*** Given records ***

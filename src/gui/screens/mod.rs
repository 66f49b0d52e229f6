pub mod loading_page;
pub mod scan_page;
pub mod upload_page;

use iced::{Element, Task};

use crate::gui::{AppState, Message};
use crate::{format, inference, ingest};

#[derive(Debug, Clone)]
pub enum ScreenMessage<S: Screen> {
    ScreenMessage(S::Message),
    ParentMessage(S::ParentMessage),
}

pub trait Screen: Sized {
    type Message: std::fmt::Debug + Clone;
    type ParentMessage: std::fmt::Debug + Clone;
    fn view(&self) -> Element<'_, ScreenMessage<Self>>;
    fn update(&mut self, message: Self::Message, state: &mut AppState)
    -> Task<ScreenMessage<Self>>;
}

/// One screen per session state: loading (Initializing), upload (NoImage),
/// scan (ImageSelected through ResultsShown).
#[derive(Debug, Clone)]
pub enum ScreenData {
    LoadingPage(loading_page::LoadingPageScreen),
    UploadPage(upload_page::UploadPageScreen),
    ScanPage(scan_page::ScanPageScreen),
}

impl Screen for ScreenData {
    type Message = Message;
    type ParentMessage = std::convert::Infallible;

    fn view(&self) -> Element<'_, ScreenMessage<Self>> {
        match self {
            ScreenData::LoadingPage(screen) => screen.view().map(Message::LoadingPage),
            ScreenData::UploadPage(screen) => screen.view().map(Message::UploadPage),
            ScreenData::ScanPage(screen) => screen.view().map(Message::ScanPage),
        }
        .map(ScreenMessage::ScreenMessage)
    }

    fn update(
        &mut self,
        message: Self::Message,
        state: &mut AppState,
    ) -> Task<ScreenMessage<Self>> {
        match (self, message) {
            (x, Message::ChangeScreen(screen)) => {
                *x = screen;
                Task::none()
            }
            (x, Message::ModelsLoaded(result)) => match result {
                Ok(models) => {
                    if state.session.models_loaded(models).is_err() {
                        // Second load signal; the session already has its
                        // capabilities, so drop it.
                        return Task::none();
                    }
                    *x = ScreenData::UploadPage(upload_page::UploadPageScreen::default());
                    Task::none()
                }
                Err(text) => {
                    // Fatal: the session never leaves Initializing. Show
                    // why instead of spinning forever.
                    if let ScreenData::LoadingPage(screen) = x {
                        screen.error = Some(text);
                    }
                    Task::none()
                }
            },
            (x, Message::ImageLoaded(result)) => match result {
                Ok(handle) => match state.session.select_image(handle.clone()) {
                    Ok(()) => {
                        *x = ScreenData::ScanPage(scan_page::ScanPageScreen::new(&handle));
                        Task::none()
                    }
                    Err(_) => Task::none(),
                },
                Err(text) => {
                    if let ScreenData::UploadPage(screen) = x {
                        screen.error = Some(text);
                    }
                    Task::none()
                }
            },
            (x, Message::ScanFinished(result)) => {
                let ScreenData::ScanPage(screen) = x else {
                    return Task::none();
                };
                match result {
                    Ok(outcome) => {
                        let label_rows = format::label_rows(&outcome.labels);
                        let detection_rows = format::detection_rows(&outcome.detections);
                        if state.session.complete_scan(outcome).is_ok() {
                            screen.show_results(label_rows, detection_rows);
                        }
                        Task::none()
                    }
                    Err(error) => {
                        let text = error.to_string();
                        if state.session.fail_scan(error).is_ok() {
                            screen.show_scan_error(text);
                        }
                        Task::none()
                    }
                }
            }
            (ScreenData::UploadPage(page), Message::UploadPage(msg)) => match msg {
                ScreenMessage::ScreenMessage(msg) => page
                    .update(msg, state)
                    .map(Message::UploadPage)
                    .map(ScreenMessage::ScreenMessage),
                ScreenMessage::ParentMessage(parent_msg) => match parent_msg {
                    upload_page::ParentMessage::ImagePicked(path) => Task::perform(
                        async move {
                            tokio::task::spawn_blocking(move || ingest::ingest(&path))
                                .await
                                .map_err(|e| e.to_string())?
                                .map_err(|e| e.to_string())
                        },
                        |result| ScreenMessage::ScreenMessage(Message::ImageLoaded(result)),
                    ),
                },
            },
            (ScreenData::ScanPage(page), Message::ScanPage(msg)) => match msg {
                ScreenMessage::ScreenMessage(msg) => page
                    .update(msg, state)
                    .map(Message::ScanPage)
                    .map(ScreenMessage::ScreenMessage),
                ScreenMessage::ParentMessage(parent_msg) => match parent_msg {
                    scan_page::ParentMessage::ScanRequested => {
                        match state.session.begin_scan() {
                            Ok(job) => {
                                page.show_scanning();
                                Task::perform(inference::scan(job), |result| {
                                    ScreenMessage::ScreenMessage(Message::ScanFinished(result))
                                })
                            }
                            // Rejected (scan already in flight, or not in a
                            // scannable state): the button gating should
                            // prevent this; drop the command.
                            Err(_) => Task::none(),
                        }
                    }
                    scan_page::ParentMessage::ResetRequested => {
                        match state.session.reset() {
                            Ok(()) => Task::done(ScreenMessage::ScreenMessage(
                                Message::ChangeScreen(ScreenData::UploadPage(
                                    upload_page::UploadPageScreen::default(),
                                )),
                            )),
                            Err(_) => Task::none(),
                        }
                    }
                },
            },
            _ => Task::none(),
        }
    }
}
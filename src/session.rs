//! The session state machine.
//!
//! `Session` is the sole mutable aggregate of the pipeline and the only
//! place with transition logic. Every transition is a method; there are no
//! ad-hoc field writes, so the state tag reported by [`Session::state`] can
//! never disagree with the fields. Asynchronous work (model loading, a scan
//! round) happens outside the session and is applied here as one atomic
//! update when it resolves.
//!
//! ```text
//! Initializing -> NoImage -> ImageSelected -> Scanning -> ResultsShown
//!                    ^                           |             |
//!                    |                     (failure: back      |
//!                    |                      to ImageSelected)  |
//!                    +--------------- reset -------------------+
//! ```

use crate::error::{InferenceError, SessionError};
use crate::inference::{ScanJob, ScanOutcome};
use crate::ingest::ImageHandle;
use crate::models::{DetectionPrediction, LabelPrediction};
use crate::provider::ModelSet;

/// Where the session currently is. Derived from the aggregate fields.
#[derive(Debug, Clone, Copy, PartialEq, Eq)]
pub enum SessionState {
    /// Models are still loading; no input is accepted.
    Initializing,
    /// Models ready, waiting for an image.
    NoImage,
    /// An image is selected and can be scanned.
    ImageSelected,
    /// A scan round is in flight. Further scan commands are rejected.
    Scanning,
    /// Both prediction sequences are populated.
    ResultsShown,
}

#[derive(Debug, Default)]
pub struct Session {
    models: Option<ModelSet>,
    image: Option<ImageHandle>,
    label_predictions: Vec<LabelPrediction>,
    detection_predictions: Vec<DetectionPrediction>,
    scanned: bool,
    scanning: bool,
    last_scan_error: Option<InferenceError>,
}

impl Session {
    /// A fresh session: no models, no image, nothing scanned.
    pub fn new() -> Self {
        Self::default()
    }

    pub fn state(&self) -> SessionState {
        if self.models.is_none() {
            SessionState::Initializing
        } else if self.image.is_none() {
            SessionState::NoImage
        } else if self.scanning {
            SessionState::Scanning
        } else if self.scanned {
            SessionState::ResultsShown
        } else {
            SessionState::ImageSelected
        }
    }

    pub fn models_ready(&self) -> bool {
        self.models.is_some()
    }

    pub fn image(&self) -> Option<&ImageHandle> {
        self.image.as_ref()
    }

    pub fn scanned(&self) -> bool {
        self.scanned
    }

    /// Stored at full precision; empty unless [`Session::scanned`].
    pub fn label_predictions(&self) -> &[LabelPrediction] {
        &self.label_predictions
    }

    pub fn detection_predictions(&self) -> &[DetectionPrediction] {
        &self.detection_predictions
    }

    /// The failure of the most recent scan round, if it failed. Cleared
    /// when the next round starts.
    pub fn last_scan_error(&self) -> Option<&InferenceError> {
        self.last_scan_error.as_ref()
    }

    /// Initializing → NoImage, on the model loader resolving. Happens at
    /// most once per session; a failed load leaves the session in
    /// Initializing for good.
    pub fn models_loaded(&mut self, models: ModelSet) -> Result<(), SessionError> {
        if self.models.is_some() {
            return Err(SessionError::ModelsAlreadyLoaded);
        }
        self.models = Some(models);
        Ok(())
    }

    /// NoImage → ImageSelected. Stores the handle, leaves both prediction
    /// sequences empty. There is no path that swaps the image without a
    /// reset in between.
    pub fn select_image(&mut self, image: ImageHandle) -> Result<(), SessionError> {
        if self.models.is_none() {
            return Err(SessionError::ModelsNotReady);
        }
        if self.image.is_some() {
            return Err(SessionError::ImageAlreadySelected);
        }
        self.image = Some(image);
        Ok(())
    }

    /// ImageSelected → Scanning. Hands out everything the scan round needs;
    /// the caller runs [`crate::inference::scan`] and reports back with
    /// [`Session::complete_scan`] or [`Session::fail_scan`]. Only one round
    /// may be in flight per session.
    pub fn begin_scan(&mut self) -> Result<ScanJob, SessionError> {
        if self.scanning {
            return Err(SessionError::ScanInFlight);
        }
        let Some(models) = &self.models else {
            return Err(SessionError::ModelsNotReady);
        };
        let Some(image) = &self.image else {
            return Err(SessionError::NoImageSelected);
        };
        if self.scanned {
            return Err(SessionError::AlreadyScanned);
        }

        self.scanning = true;
        self.last_scan_error = None;
        Ok(ScanJob {
            image: image.clone(),
            models: models.clone(),
        })
    }

    /// Scanning → ResultsShown. Writes both sequences and the scanned flag
    /// as one update; readers never see one sequence without the other.
    pub fn complete_scan(&mut self, outcome: ScanOutcome) -> Result<(), SessionError> {
        if !self.scanning {
            return Err(SessionError::NoScanInFlight);
        }
        self.label_predictions = outcome.labels;
        self.detection_predictions = outcome.detections;
        self.scanned = true;
        self.scanning = false;
        Ok(())
    }

    /// Scanning → ImageSelected. Nothing is stored; the selected image and
    /// the pre-scan shape stay exactly as they were, and the error is kept
    /// for the rendering boundary to surface.
    pub fn fail_scan(&mut self, error: InferenceError) -> Result<(), SessionError> {
        if !self.scanning {
            return Err(SessionError::NoScanInFlight);
        }
        self.scanning = false;
        self.last_scan_error = Some(error);
        Ok(())
    }

    /// ResultsShown → NoImage. Releases the image handle, clears both
    /// sequences and the scanned flag. Model state is untouched.
    pub fn reset(&mut self) -> Result<(), SessionError> {
        if !self.scanned {
            return Err(SessionError::NoResultsShown);
        }
        self.image = None;
        self.label_predictions = Vec::new();
        self.detection_predictions = Vec::new();
        self.scanned = false;
        self.last_scan_error = None;
        Ok(())
    }
}
use std::convert::Infallible;

use iced::{
    Element, Task,
    widget::{column, container, text},
};

use crate::gui::{
    AppState,
    screens::{Screen, ScreenMessage},
};

/// Shown while the models load. If loading fails the session is stuck here
/// for good, so the error text replaces the progress line.
#[derive(Debug, Clone, Default)]
pub struct LoadingPageScreen {
    pub error: Option<String>,
}

impl Screen for LoadingPageScreen {
    type Message = Infallible;
    type ParentMessage = Infallible;

    fn view(&self) -> Element<'_, ScreenMessage<Self>> {
        let content: Element<'_, _> = match &self.error {
            Some(error) => column![
                text("Failed to load models").size(24),
                text(error.clone()),
            ]
            .spacing(10)
            .into(),
            None => text("Loading Models...").size(24).into(),
        };

        container(content)
            .center_x(iced::Length::Fill)
            .center_y(iced::Length::Fill)
            .into()
    }

    fn update(
        &mut self,
        _message: Self::Message,
        _state: &mut AppState,
    ) -> Task<ScreenMessage<Self>> {
        Task::none()
    }
}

*** End of Given records ***

| Your objective |
The range runs from the line with "pub fn scanned(&self)" up to and including the line with "reports back with" in the listing above; please write out exactly those lines and nothing more.

| Response area |
    pub fn scanned(&self) -> bool {
        self.scanned
    }

    /// Stored at full precision; empty unless [`Session::scanned`].
    pub fn label_predictions(&self) -> &[LabelPrediction] {
        &self.label_predictions
    }

    pub fn detection_predictions(&self) -> &[DetectionPrediction] {
        &self.detection_predictions
    }

    /// The failure of the most recent scan round, if it failed. Cleared
    /// when the next round starts.
    pub fn last_scan_error(&self) -> Option<&InferenceError> {
        self.last_scan_error.as_ref()
    }

    /// Initializing → NoImage, on the model loader resolving. Happens at
    /// most once per session; a failed load leaves the session in
    /// Initializing for good.
    pub fn models_loaded(&mut self, models: ModelSet) -> Result<(), SessionError> {
        if self.models.is_some() {
            return Err(SessionError::ModelsAlreadyLoaded);
        }
        self.models = Some(models);
        Ok(())
    }

    /// NoImage → ImageSelected. Stores the handle, leaves both prediction
    /// sequences empty. There is no path that swaps the image without a
    /// reset in between.
    pub fn select_image(&mut self, image: ImageHandle) -> Result<(), SessionError> {
        if self.models.is_none() {
            return Err(SessionError::ModelsNotReady);
        }
        if self.image.is_some() {
            return Err(SessionError::ImageAlreadySelected);
        }
        self.image = Some(image);
        Ok(())
    }

    /// ImageSelected → Scanning. Hands out everything the scan round needs;
    /// the caller runs [`crate::inference::scan`] and reports back with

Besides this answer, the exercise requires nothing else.